• _Exercise brief_:
From the entries below, pull out each line where "DepthTooLarge" appears.

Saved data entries
● ● ● ● ●
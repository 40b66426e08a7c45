//! Column declarations and the mapping from field types to SQLite column types.

use serde::{Deserialize, Serialize};
use std::fmt;

/// Scalar type a caller declares for a column.
#[derive(Debug, Clone, PartialEq, Eq, Hash, Serialize, Deserialize)]
#[serde(rename_all = "snake_case")]
pub enum FieldType {
    Text,
    Date,
    DateTime,
    Integer,
    Real,
    Blob,
    /// No storage mapping; booleans are not stored as INTEGER implicitly.
    Boolean,
    /// Any other named type. Never mapped.
    Other(String),
}

impl fmt::Display for FieldType {
    fn fmt(&self, f: &mut fmt::Formatter<'_>) -> fmt::Result {
        match self {
            FieldType::Text => f.write_str("text"),
            FieldType::Date => f.write_str("date"),
            FieldType::DateTime => f.write_str("date_time"),
            FieldType::Integer => f.write_str("integer"),
            FieldType::Real => f.write_str("real"),
            FieldType::Blob => f.write_str("blob"),
            FieldType::Boolean => f.write_str("boolean"),
            FieldType::Other(name) => f.write_str(name),
        }
    }
}

/// SQLite storage column type.
#[derive(Debug, Clone, Copy, PartialEq, Eq, Hash, Serialize, Deserialize)]
pub enum DataType {
    Integer,
    Text,
    Real,
    Blob,
}

impl DataType {
    pub fn as_sql(&self) -> &'static str {
        match self {
            DataType::Integer => "INTEGER",
            DataType::Text => "TEXT",
            DataType::Real => "REAL",
            DataType::Blob => "BLOB",
        }
    }
}

impl fmt::Display for DataType {
    fn fmt(&self, f: &mut fmt::Formatter<'_>) -> fmt::Result {
        f.write_str(self.as_sql())
    }
}

/// Map a field type to the SQLite column type it is stored as.
///
/// Dates and date-times are stored as TEXT. Returns `None` for types
/// with no storage mapping; what happens to such a column is decided by
/// [`UnmappedTypePolicy`].
pub fn map_field_type(field_type: &FieldType) -> Option<DataType> {
    match field_type {
        FieldType::Text | FieldType::Date | FieldType::DateTime => Some(DataType::Text),
        FieldType::Integer => Some(DataType::Integer),
        FieldType::Real => Some(DataType::Real),
        FieldType::Blob => Some(DataType::Blob),
        FieldType::Boolean | FieldType::Other(_) => None,
    }
}

/// What `create_table` does with a column whose type has no mapping.
#[derive(Debug, Clone, Copy, Default, PartialEq, Eq, Serialize, Deserialize)]
#[serde(rename_all = "snake_case")]
pub enum UnmappedTypePolicy {
    /// Fail with [`crate::Error::UnmappedType`] before anything is executed.
    #[default]
    Reject,
    /// Leave the column out of the table and log a warning.
    Skip,
}

/// A named, typed column of a table to create.
#[derive(Debug, Clone, PartialEq, Eq, Serialize, Deserialize)]
pub struct ColumnSpec {
    pub name: String,
    pub field_type: FieldType,
}

impl ColumnSpec {
    pub fn new(name: impl Into<String>, field_type: FieldType) -> Self {
        Self {
            name: name.into(),
            field_type,
        }
    }

    /// The storage type of this column, if its field type has one.
    pub fn data_type(&self) -> Option<DataType> {
        map_field_type(&self.field_type)
    }
}

impl<S: Into<String>> From<(S, FieldType)> for ColumnSpec {
    fn from((name, field_type): (S, FieldType)) -> Self {
        Self::new(name, field_type)
    }
}
//! Sierpinski gasket generator.
//!
//! The generator only speaks in turtle commands, so it can draw on a live
//! [`Turtle`](crate::Turtle) or record into a `Vec<Command>`. Every call leaves
//! the sink at the pose it started from; the recursion depends on that.

use log::{debug, info};

use crate::color::ColorSource;
use crate::error::{Error, Result};
use crate::math::Pose;
use crate::turtle::{Command, CommandSink};

/// Deeper gaskets only produce sub-pixel triangles
pub const MAX_DEPTH: u32 = 12;

#[derive(Clone, Copy, Debug, PartialEq, Eq)]
pub struct GasketStats {
    pub depth: u32,
    /// Base triangles drawn, `3^depth`
    pub triangles: u64,
    /// Side length of the base triangles after integer halving
    pub smallest_side: u32,
}

/// Draw a Sierpinski gasket of outer side `side_length` and `depth` levels,
/// anchored at the sink's current position and facing its current heading.
///
/// Depth 0 is a single triangle. Side lengths are halved with integer
/// division at each level, so odd sides shrink slightly faster.
pub fn sierpinski<S, C>(side_length: u32, depth: u32, sink: &mut S, colors: &mut C) -> Result<GasketStats>
where
    S: CommandSink + ?Sized,
    C: ColorSource + ?Sized,
{
    if side_length == 0 {
        return Err(Error::InvalidSideLength);
    }
    if depth > MAX_DEPTH {
        return Err(Error::DepthTooLarge { depth, max: MAX_DEPTH });
    }

    let mut triangles = 0;
    gasket(side_length, depth, sink, colors, &mut triangles)?;

    let stats = GasketStats {
        depth,
        triangles,
        smallest_side: side_length >> depth,
    };
    info!(
        "sierpinski side {side_length} depth {depth}: {} triangles of side {}",
        stats.triangles, stats.smallest_side
    );
    Ok(stats)
}

fn gasket<S, C>(len: u32, levels: u32, sink: &mut S, colors: &mut C, triangles: &mut u64) -> Result<()>
where
    S: CommandSink + ?Sized,
    C: ColorSource + ?Sized,
{
    if levels == 0 {
        return triangle(len, sink, colors, triangles);
    }

    debug!("gasket side {len}, {levels} levels left");
    let half = len / 2;
    let step = f64::from(half);

    // bottom left
    gasket(half, levels - 1, sink, colors, triangles)?;

    // bottom right
    sink.execute(Command::Forward(step))?;
    gasket(half, levels - 1, sink, colors, triangles)?;
    sink.execute(Command::Backward(step))?;

    // top
    sink.execute(Command::Left(60.0))?;
    sink.execute(Command::Forward(step))?;
    sink.execute(Command::Right(60.0))?;
    gasket(half, levels - 1, sink, colors, triangles)?;
    sink.execute(Command::Left(60.0))?;
    sink.execute(Command::Backward(step))?;
    sink.execute(Command::Right(60.0))?;
    Ok(())
}

/// One outlined equilateral triangle, a fresh color per edge.
/// Turns sum to -360, so heading and position come back unchanged.
fn triangle<S, C>(len: u32, sink: &mut S, colors: &mut C, triangles: &mut u64) -> Result<()>
where
    S: CommandSink + ?Sized,
    C: ColorSource + ?Sized,
{
    let side = f64::from(len);
    sink.execute(Command::PenDown)?;
    sink.execute(Command::PenColor(colors.next_color()))?;
    sink.execute(Command::Left(60.0))?;
    sink.execute(Command::Forward(side))?;
    sink.execute(Command::PenColor(colors.next_color()))?;
    sink.execute(Command::Right(120.0))?;
    sink.execute(Command::Forward(side))?;
    sink.execute(Command::PenColor(colors.next_color()))?;
    sink.execute(Command::Right(120.0))?;
    sink.execute(Command::Forward(side))?;
    sink.execute(Command::Right(180.0))?;
    sink.execute(Command::PenUp)?;
    *triangles += 1;
    Ok(())
}

/// Walk recorded commands from `start` and return the pose at every
/// `PenDown`, i.e. the anchor of each base triangle, plus the final pose.
pub fn trace_anchors(commands: &[Command], start: Pose) -> (Vec<Pose>, Pose) {
    let mut pose = start;
    let mut anchors = Vec::new();
    for cmd in commands {
        match *cmd {
            Command::PenDown => anchors.push(pose),
            Command::Left(a) => pose.turn_left(a),
            Command::Right(a) => pose.turn_right(a),
            Command::Forward(d) => (pose.x, pose.y) = pose.advanced(d),
            Command::Backward(d) => (pose.x, pose.y) = pose.advanced(-d),
            Command::PenUp | Command::PenColor(_) | Command::PenSize(_) => {}
        }
    }
    (anchors, pose)
}
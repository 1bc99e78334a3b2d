use std::io::{self, Write};
use std::path::PathBuf;
use std::process::ExitCode;
use std::time::Instant;

use clap::Parser;
use log::{error, info, warn};

use sierpinski_turtle::{
    BoundaryPolicy, ImageFormat, RandomColors, RenderConfig, Result, parse_depth, save, sierpinski,
};

/// Draw a Sierpinski gasket with a turtle and export it as an image
#[derive(Parser, Debug)]
#[command(name = "sierpinski_turtle", version)]
struct Args {
    /// Recursion depth, 0 draws a single triangle. Asked for when omitted.
    #[arg(short, long, allow_hyphen_values = true)]
    depth: Option<String>,

    /// JSON render configuration
    #[arg(short, long)]
    config: Option<PathBuf>,

    /// Output file
    #[arg(short, long)]
    output: Option<PathBuf>,

    /// Output format, inferred from the output extension by default
    #[arg(long, value_enum)]
    format: Option<ImageFormat>,

    /// Seed for the random edge colors
    #[arg(long)]
    seed: Option<u64>,

    /// Side of the square canvas in pixels
    #[arg(long)]
    size: Option<usize>,

    /// Outer side length of the gasket
    #[arg(long)]
    side: Option<u32>,

    /// Pen thickness in pixels
    #[arg(long)]
    thickness: Option<u32>,

    /// Fail instead of clipping when a stroke leaves the canvas
    #[arg(long)]
    strict: bool,

    /// Show the finished image in a window
    #[cfg(feature = "preview")]
    #[arg(long)]
    preview: bool,
}

impl Args {
    fn apply(&self, config: &mut RenderConfig) -> Result<()> {
        if let Some(depth) = &self.depth {
            config.depth = Some(parse_depth(depth)?);
        }
        if let Some(output) = &self.output {
            config.output = output.clone();
        }
        if self.format.is_some() {
            config.format = self.format;
        }
        if self.seed.is_some() {
            config.seed = self.seed;
        }
        if let Some(size) = self.size {
            config.width = size;
            config.height = size;
        }
        if let Some(side) = self.side {
            config.side_length = side;
        }
        if let Some(thickness) = self.thickness {
            config.thickness = thickness;
        }
        if self.strict {
            config.boundary = BoundaryPolicy::Strict;
        }
        Ok(())
    }
}

fn prompt_depth() -> Result<u32> {
    print!("How many levels to be drawn? > ");
    io::stdout().flush()?;
    let mut input = String::new();
    io::stdin().read_line(&mut input)?;
    parse_depth(&input)
}

fn run(args: Args) -> Result<()> {
    let mut config = match &args.config {
        Some(path) => RenderConfig::load(path)?,
        None => RenderConfig::default(),
    };
    args.apply(&mut config)?;

    let depth = match config.depth {
        Some(depth) => depth,
        None => prompt_depth()?,
    };
    config.depth = Some(depth);
    config.validate()?;

    let mut turtle = config.to_turtle()?;
    let mut colors = match config.seed {
        Some(seed) => RandomColors::seeded(seed),
        None => RandomColors::from_entropy(),
    };

    let started = Instant::now();
    let stats = sierpinski(config.side_length, depth, &mut turtle, &mut colors)?;
    info!(
        "drew {} triangles at depth {} in {:.2?}",
        stats.triangles,
        stats.depth,
        started.elapsed()
    );
    if turtle.clipped_writes() > 0 {
        warn!(
            "{} pixel writes fell outside the canvas and were dropped",
            turtle.clipped_writes()
        );
    }

    save(turtle.canvas(), &config.output, config.image_format())?;

    #[cfg(feature = "preview")]
    {
        if args.preview {
            sierpinski_turtle::show_canvas(turtle.canvas(), "Sierpinski")?;
        }
    }

    Ok(())
}

fn main() -> ExitCode {
    env_logger::Builder::from_env(env_logger::Env::default().default_filter_or("info")).init();

    match run(Args::parse()) {
        Ok(()) => ExitCode::SUCCESS,
        Err(e) => {
            error!("{e}");
            ExitCode::FAILURE
        }
    }
}
//! Error types for turtle rendering

use thiserror::Error;

/// Result type alias for drawing and export operations
pub type Result<T> = std::result::Result<T, Error>;

/// Errors that can occur while drawing or exporting
#[derive(Error, Debug)]
pub enum Error {
    /// Canvas with a zero side
    #[error("Invalid canvas dimensions: {width}x{height}")]
    InvalidDimensions { width: usize, height: usize },

    /// Start position or heading that is NaN or infinite
    #[error("Invalid turtle pose: ({x}, {y}) heading {heading}")]
    InvalidPose { x: f64, y: f64, heading: f64 },

    /// Pen thickness must be at least one pixel
    #[error("Invalid pen thickness: {0}")]
    InvalidThickness(u32),

    /// Gasket side length must be positive
    #[error("Side length must be greater than zero")]
    InvalidSideLength,

    /// Depth input that is not a non-negative integer
    #[error("Invalid recursion depth: {0}")]
    InvalidDepth(String),

    /// Depth past the point where triangles are sub-pixel
    #[error("Recursion depth {depth} exceeds the maximum of {max}")]
    DepthTooLarge { depth: u32, max: u32 },

    /// Invalid render configuration
    #[error("Invalid configuration: {0}")]
    InvalidConfig(String),

    /// Pixel write outside the canvas under the strict boundary policy
    #[error("Pixel write at row {row}, column {col} is outside the {width}x{height} canvas")]
    OutOfBounds {
        row: i64,
        col: i64,
        width: usize,
        height: usize,
    },

    #[error("I/O error: {0}")]
    Io(#[from] std::io::Error),

    #[error("Image encoding failed: {0}")]
    Image(#[from] image::ImageError),

    #[error("Config parse error: {0}")]
    Json(#[from] serde_json::Error),

    /// Preview window failure
    #[cfg(feature = "preview")]
    #[error("Preview window failed: {0}")]
    Preview(String),
}
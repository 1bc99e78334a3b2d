//! Render configuration.
//!
//! Defaults reproduce the classic render: a turtle at (200, 200) facing east
//! with its pen up, a 2000x2000 canvas, pen size 3 and a gasket of side 1600
//! written to `Sierpinski.ppm`. A JSON file may override any subset of fields.

use std::fs;
use std::path::{Path, PathBuf};

use log::debug;
use serde::{Deserialize, Serialize};

use crate::error::{Error, Result};
use crate::export::ImageFormat;
use crate::fractal::MAX_DEPTH;
use crate::turtle::{BoundaryPolicy, Turtle};

#[derive(Clone, Debug, PartialEq, Serialize, Deserialize)]
#[serde(default)]
pub struct RenderConfig {
    pub heading: f64,
    pub x: f64,
    pub y: f64,
    pub pen_down: bool,
    pub width: usize,
    pub height: usize,
    pub thickness: u32,
    pub side_length: u32,
    /// Asked for interactively when unset
    pub depth: Option<u32>,
    pub output: PathBuf,
    /// Inferred from the output extension when unset
    pub format: Option<ImageFormat>,
    /// Seed for the edge colors; fresh entropy when unset
    pub seed: Option<u64>,
    pub boundary: BoundaryPolicy,
}

impl Default for RenderConfig {
    fn default() -> Self {
        Self {
            heading: 0.0,
            x: 200.0,
            y: 200.0,
            pen_down: false,
            width: 2000,
            height: 2000,
            thickness: 3,
            side_length: 1600,
            depth: None,
            output: PathBuf::from("Sierpinski.ppm"),
            format: None,
            seed: None,
            boundary: BoundaryPolicy::Clip,
        }
    }
}

impl RenderConfig {
    /// Load a JSON config; missing fields keep their defaults
    pub fn load<P: AsRef<Path>>(path: P) -> Result<Self> {
        let text = fs::read_to_string(path.as_ref())?;
        let config: RenderConfig = serde_json::from_str(&text)?;
        debug!("loaded render config from {}: {:?}", path.as_ref().display(), config);
        Ok(config)
    }

    pub fn validate(&self) -> Result<()> {
        if self.width == 0 || self.height == 0 {
            return Err(Error::InvalidConfig(format!(
                "canvas must be at least 1x1, got {}x{}",
                self.width, self.height
            )));
        }
        if self.thickness == 0 {
            return Err(Error::InvalidConfig("pen thickness must be at least 1".into()));
        }
        if self.side_length == 0 {
            return Err(Error::InvalidConfig("side length must be greater than zero".into()));
        }
        if let Some(depth) = self.depth {
            if depth > MAX_DEPTH {
                return Err(Error::InvalidConfig(format!(
                    "depth {depth} exceeds the maximum of {MAX_DEPTH}"
                )));
            }
        }
        if !self.x.is_finite() || !self.y.is_finite() || !self.heading.is_finite() {
            return Err(Error::InvalidConfig("start pose must be finite".into()));
        }
        Ok(())
    }

    pub fn image_format(&self) -> ImageFormat {
        self.format.unwrap_or_else(|| ImageFormat::from_path(&self.output))
    }

    /// Turtle at the configured start pose on a fresh canvas
    pub fn to_turtle(&self) -> Result<Turtle> {
        let turtle = Turtle::new(
            self.heading,
            self.x,
            self.y,
            self.pen_down,
            self.height,
            self.width,
            self.thickness,
        )?;
        Ok(turtle.with_boundary_policy(self.boundary))
    }
}

/// Parse a recursion depth typed by a user. Negative, non-numeric and
/// too-deep values are rejected.
pub fn parse_depth(input: &str) -> Result<u32> {
    let trimmed = input.trim();
    let depth: i64 = trimmed
        .parse()
        .map_err(|_| Error::InvalidDepth(format!("{trimmed:?} is not an integer")))?;
    if depth < 0 {
        return Err(Error::InvalidDepth(format!("{depth} is negative")));
    }
    match u32::try_from(depth) {
        Ok(d) if d <= MAX_DEPTH => Ok(d),
        _ => Err(Error::InvalidDepth(format!("{depth} is above the maximum of {MAX_DEPTH}"))),
    }
}
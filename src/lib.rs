pub mod error;
pub mod math;
pub mod canvas;
pub mod color;
pub mod turtle;
pub mod fractal;
pub mod export;
pub mod config;
#[cfg(feature = "preview")]
pub mod visualizer;

pub use error::{Error, Result};
pub use math::Pose;
pub use canvas::Canvas;
pub use color::{ColorSource, FixedColor, RandomColors, Rgb};
pub use turtle::{BoundaryPolicy, Command, CommandSink, Turtle, POINTS_PER_LINE};
pub use fractal::{GasketStats, MAX_DEPTH, sierpinski, trace_anchors};
pub use export::{ImageFormat, ppm_header, save, write_ppm};
pub use config::{RenderConfig, parse_depth};
#[cfg(feature = "preview")]
pub use visualizer::show_canvas;
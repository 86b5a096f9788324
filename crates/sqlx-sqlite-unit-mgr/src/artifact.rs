//! The physical files that make up one logical database

use std::fmt;
use std::path::{Path, PathBuf};

use indexmap::IndexMap;
use serde::Serialize;
use time::OffsetDateTime;
use time::format_description::well_known::Rfc3339;

/// Role a file plays for its logical database.
///
/// All artifacts are siblings in one directory and share the database name
/// as their stem: `<name>`, `<name>-wal`, `<name>-shm`, `<name>-journal`.
#[derive(Debug, Clone, Copy, PartialEq, Eq, Hash, PartialOrd, Ord, Serialize)]
#[serde(rename_all = "snake_case")]
pub enum ArtifactRole {
   Primary,
   Wal,
   Shm,
   RollbackJournal,
}

impl ArtifactRole {
   /// Every role, in the order reports list them
   pub const ALL: [ArtifactRole; 4] = [
      ArtifactRole::Primary,
      ArtifactRole::Wal,
      ArtifactRole::Shm,
      ArtifactRole::RollbackJournal,
   ];

   /// File name suffix appended to the database name
   pub fn suffix(self) -> &'static str {
      match self {
         ArtifactRole::Primary => "",
         ArtifactRole::Wal => "-wal",
         ArtifactRole::Shm => "-shm",
         ArtifactRole::RollbackJournal => "-journal",
      }
   }

   /// Short label used in human-readable tables
   pub fn label(self) -> &'static str {
      match self {
         ArtifactRole::Primary => "main db",
         ArtifactRole::Wal => "-wal",
         ArtifactRole::Shm => "-shm",
         ArtifactRole::RollbackJournal => "-journal",
      }
   }
}

impl fmt::Display for ArtifactRole {
   fn fmt(&self, f: &mut fmt::Formatter<'_>) -> fmt::Result {
      f.pad(self.label())
   }
}

/// One physical file belonging to a logical database.
///
/// Existence is not stored here. It is observed from the file system at the
/// time of each check.
#[derive(Debug, Clone, PartialEq, Eq, Serialize)]
pub struct Artifact {
   pub role: ArtifactRole,
   pub path: PathBuf,
}

impl Artifact {
   pub fn new(directory: &Path, name: &str, role: ArtifactRole) -> Self {
      Self {
         role,
         path: artifact_path(directory, name, role),
      }
   }

   /// All four possible artifacts for `name` in `directory`
   pub fn all(directory: &Path, name: &str) -> Vec<Artifact> {
      ArtifactRole::ALL
         .iter()
         .map(|role| Artifact::new(directory, name, *role))
         .collect()
   }
}

/// Derive the path of the artifact playing `role` for database `name`
pub fn artifact_path(directory: &Path, name: &str, role: ArtifactRole) -> PathBuf {
   directory.join(format!("{}{}", name, role.suffix()))
}

/// Observed state of one artifact at the time of an inspection
#[derive(Debug, Clone, PartialEq, Eq, Serialize)]
pub struct ArtifactStatus {
   pub role: ArtifactRole,
   pub path: PathBuf,
   pub exists: bool,
   /// Size in bytes, when the file exists
   pub size: Option<u64>,
   /// Best-effort last modification time; some platforms don't report it
   #[serde(with = "time::serde::rfc3339::option")]
   pub modified: Option<OffsetDateTime>,
}

impl ArtifactStatus {
   pub fn missing(artifact: Artifact) -> Self {
      Self {
         role: artifact.role,
         path: artifact.path,
         exists: false,
         size: None,
         modified: None,
      }
   }
}

/// Result of probing every possible artifact of one database name
#[derive(Debug, Clone, PartialEq, Eq, Serialize)]
pub struct ArtifactReport {
   pub name: String,
   pub directory: PathBuf,
   pub artifacts: IndexMap<ArtifactRole, ArtifactStatus>,
}

impl ArtifactReport {
   pub fn exists(&self, role: ArtifactRole) -> bool {
      self.artifacts.get(&role).is_some_and(|status| status.exists)
   }

   /// Roles whose file currently exists
   pub fn present_roles(&self) -> Vec<ArtifactRole> {
      self
         .artifacts
         .values()
         .filter(|status| status.exists)
         .map(|status| status.role)
         .collect()
   }

   /// Present roles that are not in `expected`
   pub fn unexpected_roles(&self, expected: &[ArtifactRole]) -> Vec<ArtifactRole> {
      self
         .present_roles()
         .into_iter()
         .filter(|role| !expected.contains(role))
         .collect()
   }

   /// True when no artifact of the database is on disk
   pub fn is_empty(&self) -> bool {
      self.artifacts.values().all(|status| !status.exists)
   }
}

impl fmt::Display for ArtifactReport {
   fn fmt(&self, f: &mut fmt::Formatter<'_>) -> fmt::Result {
      writeln!(f, "{} in {}", self.name, self.directory.display())?;
      for status in self.artifacts.values() {
         if status.exists {
            let size = status.size.map(|s| s.to_string()).unwrap_or_default();
            let modified = status
               .modified
               .and_then(|m| m.format(&Rfc3339).ok())
               .unwrap_or_else(|| "-".to_string());
            writeln!(
               f,
               "   {:<9} EXISTS   {:>10} bytes  {}",
               status.role, size, modified
            )?;
         } else {
            writeln!(f, "   {:<9} missing", status.role)?;
         }
      }
      Ok(())
   }
}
● ● ● ● ●
• _Completed exercise_:
        return Err(Error::DepthTooLarge { depth, max: MAX_DEPTH });
    DepthTooLarge { depth: u32, max: u32 },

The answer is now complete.